[Opening Records provided section]

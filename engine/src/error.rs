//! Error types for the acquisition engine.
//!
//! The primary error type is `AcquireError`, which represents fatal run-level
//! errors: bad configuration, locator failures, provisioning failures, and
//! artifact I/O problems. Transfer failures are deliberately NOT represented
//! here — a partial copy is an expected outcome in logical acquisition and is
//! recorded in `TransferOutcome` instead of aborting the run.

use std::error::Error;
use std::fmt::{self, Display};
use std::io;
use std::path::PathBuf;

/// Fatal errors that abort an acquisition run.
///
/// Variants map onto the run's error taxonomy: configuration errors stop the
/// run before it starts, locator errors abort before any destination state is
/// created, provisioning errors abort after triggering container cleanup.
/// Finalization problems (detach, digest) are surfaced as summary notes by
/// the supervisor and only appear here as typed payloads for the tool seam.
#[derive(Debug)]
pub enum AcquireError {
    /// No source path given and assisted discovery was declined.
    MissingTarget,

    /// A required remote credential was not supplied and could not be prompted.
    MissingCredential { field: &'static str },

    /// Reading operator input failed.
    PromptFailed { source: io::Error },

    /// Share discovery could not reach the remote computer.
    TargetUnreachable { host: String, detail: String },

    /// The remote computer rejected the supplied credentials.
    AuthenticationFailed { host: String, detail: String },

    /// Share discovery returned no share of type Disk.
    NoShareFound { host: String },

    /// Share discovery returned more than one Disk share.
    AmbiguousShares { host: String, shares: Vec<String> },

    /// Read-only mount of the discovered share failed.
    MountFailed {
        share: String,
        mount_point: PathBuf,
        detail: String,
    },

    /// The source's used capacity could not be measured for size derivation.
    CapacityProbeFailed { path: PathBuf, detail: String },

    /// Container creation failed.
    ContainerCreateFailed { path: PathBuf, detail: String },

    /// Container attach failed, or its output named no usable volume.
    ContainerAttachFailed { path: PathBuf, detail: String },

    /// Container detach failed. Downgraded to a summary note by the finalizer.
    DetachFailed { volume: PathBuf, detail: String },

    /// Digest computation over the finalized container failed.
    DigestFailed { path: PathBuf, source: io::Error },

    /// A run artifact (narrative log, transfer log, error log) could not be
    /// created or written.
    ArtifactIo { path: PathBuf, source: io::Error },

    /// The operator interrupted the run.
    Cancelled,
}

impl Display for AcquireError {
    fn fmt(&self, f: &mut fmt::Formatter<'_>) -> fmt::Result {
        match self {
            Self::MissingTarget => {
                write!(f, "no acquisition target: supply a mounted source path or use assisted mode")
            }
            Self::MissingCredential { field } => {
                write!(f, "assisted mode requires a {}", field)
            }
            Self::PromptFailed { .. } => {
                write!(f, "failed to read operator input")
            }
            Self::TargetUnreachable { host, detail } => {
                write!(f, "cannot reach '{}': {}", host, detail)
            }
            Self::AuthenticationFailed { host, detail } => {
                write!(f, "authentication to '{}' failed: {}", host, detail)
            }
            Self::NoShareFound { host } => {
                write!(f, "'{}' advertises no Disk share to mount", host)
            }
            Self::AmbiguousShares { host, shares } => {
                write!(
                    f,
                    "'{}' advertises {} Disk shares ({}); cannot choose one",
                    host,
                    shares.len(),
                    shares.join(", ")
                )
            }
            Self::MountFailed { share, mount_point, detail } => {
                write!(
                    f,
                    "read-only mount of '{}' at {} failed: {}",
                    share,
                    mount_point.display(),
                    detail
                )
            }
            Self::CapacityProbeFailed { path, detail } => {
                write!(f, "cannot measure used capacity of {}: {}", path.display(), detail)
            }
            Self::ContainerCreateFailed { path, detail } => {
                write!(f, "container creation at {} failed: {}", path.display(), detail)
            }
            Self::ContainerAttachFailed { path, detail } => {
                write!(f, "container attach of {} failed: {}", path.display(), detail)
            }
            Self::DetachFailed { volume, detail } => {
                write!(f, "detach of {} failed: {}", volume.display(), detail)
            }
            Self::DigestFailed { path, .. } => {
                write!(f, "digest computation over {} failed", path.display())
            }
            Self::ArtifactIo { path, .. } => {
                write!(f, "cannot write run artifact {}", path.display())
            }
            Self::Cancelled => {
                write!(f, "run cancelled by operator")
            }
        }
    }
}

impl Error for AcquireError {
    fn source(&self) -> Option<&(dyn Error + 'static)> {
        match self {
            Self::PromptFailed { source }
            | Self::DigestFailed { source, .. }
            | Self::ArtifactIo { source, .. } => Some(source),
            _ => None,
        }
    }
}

[Closing Records provided section]
[Opening Records provided section]

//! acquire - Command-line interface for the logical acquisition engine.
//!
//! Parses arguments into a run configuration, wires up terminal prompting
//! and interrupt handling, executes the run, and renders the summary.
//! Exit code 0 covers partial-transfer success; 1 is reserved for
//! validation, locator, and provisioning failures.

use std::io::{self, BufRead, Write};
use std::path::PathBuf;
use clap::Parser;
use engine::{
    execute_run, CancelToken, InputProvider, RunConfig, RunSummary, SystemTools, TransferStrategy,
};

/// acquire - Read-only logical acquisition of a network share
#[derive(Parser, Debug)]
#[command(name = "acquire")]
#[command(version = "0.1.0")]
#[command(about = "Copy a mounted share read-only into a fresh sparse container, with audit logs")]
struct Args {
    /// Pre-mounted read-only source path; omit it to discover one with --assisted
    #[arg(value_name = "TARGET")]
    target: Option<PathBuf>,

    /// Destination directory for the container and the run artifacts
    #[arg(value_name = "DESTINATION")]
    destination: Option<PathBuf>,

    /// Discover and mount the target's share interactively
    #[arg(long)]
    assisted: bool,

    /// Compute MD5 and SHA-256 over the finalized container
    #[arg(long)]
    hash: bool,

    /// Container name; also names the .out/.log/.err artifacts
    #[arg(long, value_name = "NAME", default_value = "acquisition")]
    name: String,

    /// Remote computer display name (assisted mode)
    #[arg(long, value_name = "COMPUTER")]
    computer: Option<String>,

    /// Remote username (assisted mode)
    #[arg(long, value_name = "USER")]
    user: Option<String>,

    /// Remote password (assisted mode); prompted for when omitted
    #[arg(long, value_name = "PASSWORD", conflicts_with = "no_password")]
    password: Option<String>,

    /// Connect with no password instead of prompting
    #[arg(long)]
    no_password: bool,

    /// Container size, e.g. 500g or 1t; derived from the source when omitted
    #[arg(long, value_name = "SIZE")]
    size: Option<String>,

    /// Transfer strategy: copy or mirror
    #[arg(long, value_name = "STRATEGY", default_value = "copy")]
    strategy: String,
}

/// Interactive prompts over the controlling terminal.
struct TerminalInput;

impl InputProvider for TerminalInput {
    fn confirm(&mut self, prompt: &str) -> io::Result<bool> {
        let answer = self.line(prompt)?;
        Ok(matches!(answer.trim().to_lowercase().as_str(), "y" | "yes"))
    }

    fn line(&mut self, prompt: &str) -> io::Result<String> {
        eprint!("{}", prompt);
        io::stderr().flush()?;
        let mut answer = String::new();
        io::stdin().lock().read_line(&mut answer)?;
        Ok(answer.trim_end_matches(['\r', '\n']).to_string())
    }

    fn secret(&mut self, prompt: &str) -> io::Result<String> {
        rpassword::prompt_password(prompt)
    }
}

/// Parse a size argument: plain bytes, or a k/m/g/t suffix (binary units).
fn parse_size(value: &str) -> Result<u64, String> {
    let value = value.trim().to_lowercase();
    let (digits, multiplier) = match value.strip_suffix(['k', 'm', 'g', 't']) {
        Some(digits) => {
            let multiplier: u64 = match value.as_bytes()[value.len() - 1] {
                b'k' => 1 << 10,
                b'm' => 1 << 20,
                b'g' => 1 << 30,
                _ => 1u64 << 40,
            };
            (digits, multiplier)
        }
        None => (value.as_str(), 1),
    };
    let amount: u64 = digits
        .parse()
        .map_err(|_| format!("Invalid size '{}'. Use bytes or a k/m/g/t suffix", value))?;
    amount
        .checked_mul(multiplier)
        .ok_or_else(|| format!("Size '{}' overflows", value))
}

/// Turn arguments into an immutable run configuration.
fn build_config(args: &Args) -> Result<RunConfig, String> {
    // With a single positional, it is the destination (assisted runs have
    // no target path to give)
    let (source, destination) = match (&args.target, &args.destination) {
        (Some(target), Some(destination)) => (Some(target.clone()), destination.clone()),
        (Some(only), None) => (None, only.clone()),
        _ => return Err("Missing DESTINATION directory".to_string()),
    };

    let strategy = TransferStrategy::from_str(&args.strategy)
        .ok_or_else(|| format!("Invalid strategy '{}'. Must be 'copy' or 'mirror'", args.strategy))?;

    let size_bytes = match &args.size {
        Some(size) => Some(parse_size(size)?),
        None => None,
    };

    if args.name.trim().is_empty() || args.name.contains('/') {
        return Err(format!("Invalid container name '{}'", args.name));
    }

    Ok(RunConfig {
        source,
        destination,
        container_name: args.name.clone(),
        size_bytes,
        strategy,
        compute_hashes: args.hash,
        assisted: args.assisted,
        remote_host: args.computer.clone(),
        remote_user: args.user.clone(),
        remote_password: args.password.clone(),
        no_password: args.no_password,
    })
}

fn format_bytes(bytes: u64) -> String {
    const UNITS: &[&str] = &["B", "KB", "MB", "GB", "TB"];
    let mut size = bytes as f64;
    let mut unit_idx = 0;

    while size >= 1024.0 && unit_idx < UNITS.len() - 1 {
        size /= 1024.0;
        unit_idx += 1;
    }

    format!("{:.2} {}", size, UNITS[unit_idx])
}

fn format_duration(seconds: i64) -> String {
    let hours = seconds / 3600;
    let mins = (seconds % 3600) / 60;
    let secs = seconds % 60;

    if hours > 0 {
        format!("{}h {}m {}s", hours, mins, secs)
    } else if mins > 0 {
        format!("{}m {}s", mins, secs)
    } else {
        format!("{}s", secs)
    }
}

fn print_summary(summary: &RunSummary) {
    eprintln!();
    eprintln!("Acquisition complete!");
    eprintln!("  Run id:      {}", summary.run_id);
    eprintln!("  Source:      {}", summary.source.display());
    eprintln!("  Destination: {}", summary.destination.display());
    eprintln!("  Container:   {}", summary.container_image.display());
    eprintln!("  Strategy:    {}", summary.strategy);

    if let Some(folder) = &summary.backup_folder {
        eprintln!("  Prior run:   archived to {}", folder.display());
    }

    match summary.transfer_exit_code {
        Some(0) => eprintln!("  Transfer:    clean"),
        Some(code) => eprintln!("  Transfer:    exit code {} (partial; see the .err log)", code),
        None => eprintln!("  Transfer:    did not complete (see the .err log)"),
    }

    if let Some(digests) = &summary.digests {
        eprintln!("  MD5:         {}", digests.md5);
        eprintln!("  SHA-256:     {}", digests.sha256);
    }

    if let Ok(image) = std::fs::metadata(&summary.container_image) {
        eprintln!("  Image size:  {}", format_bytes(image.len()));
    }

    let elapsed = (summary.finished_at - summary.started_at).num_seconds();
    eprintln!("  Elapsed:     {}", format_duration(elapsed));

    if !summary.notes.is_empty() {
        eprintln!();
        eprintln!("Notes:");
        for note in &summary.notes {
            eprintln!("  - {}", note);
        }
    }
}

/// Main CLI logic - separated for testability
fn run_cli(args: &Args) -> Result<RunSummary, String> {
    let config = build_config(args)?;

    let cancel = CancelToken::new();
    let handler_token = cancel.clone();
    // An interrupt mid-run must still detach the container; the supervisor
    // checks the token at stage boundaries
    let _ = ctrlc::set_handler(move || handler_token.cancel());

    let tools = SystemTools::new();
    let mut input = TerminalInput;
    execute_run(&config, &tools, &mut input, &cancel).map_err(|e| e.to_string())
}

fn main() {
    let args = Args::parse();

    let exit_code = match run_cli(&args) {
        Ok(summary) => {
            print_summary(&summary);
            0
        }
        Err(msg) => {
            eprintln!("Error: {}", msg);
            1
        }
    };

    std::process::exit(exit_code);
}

[Closing Records provided section]

Your objective: All lines above that include the word "Some" should be located and copied.

Exercise answer:
            | Self::ArtifactIo { source, .. } => Some(source),
        Some(digits) => {
        (Some(target), Some(destination)) => (Some(target.clone()), destination.clone()),
        (Some(only), None) => (None, only.clone()),
        Some(size) => Some(parse_size(size)?),
    if let Some(folder) = &summary.backup_folder {
        Some(0) => eprintln!("  Transfer:    clean"),
        Some(code) => eprintln!("  Transfer:    exit code {} (partial; see the .err log)", code),
    if let Some(digests) = &summary.digests {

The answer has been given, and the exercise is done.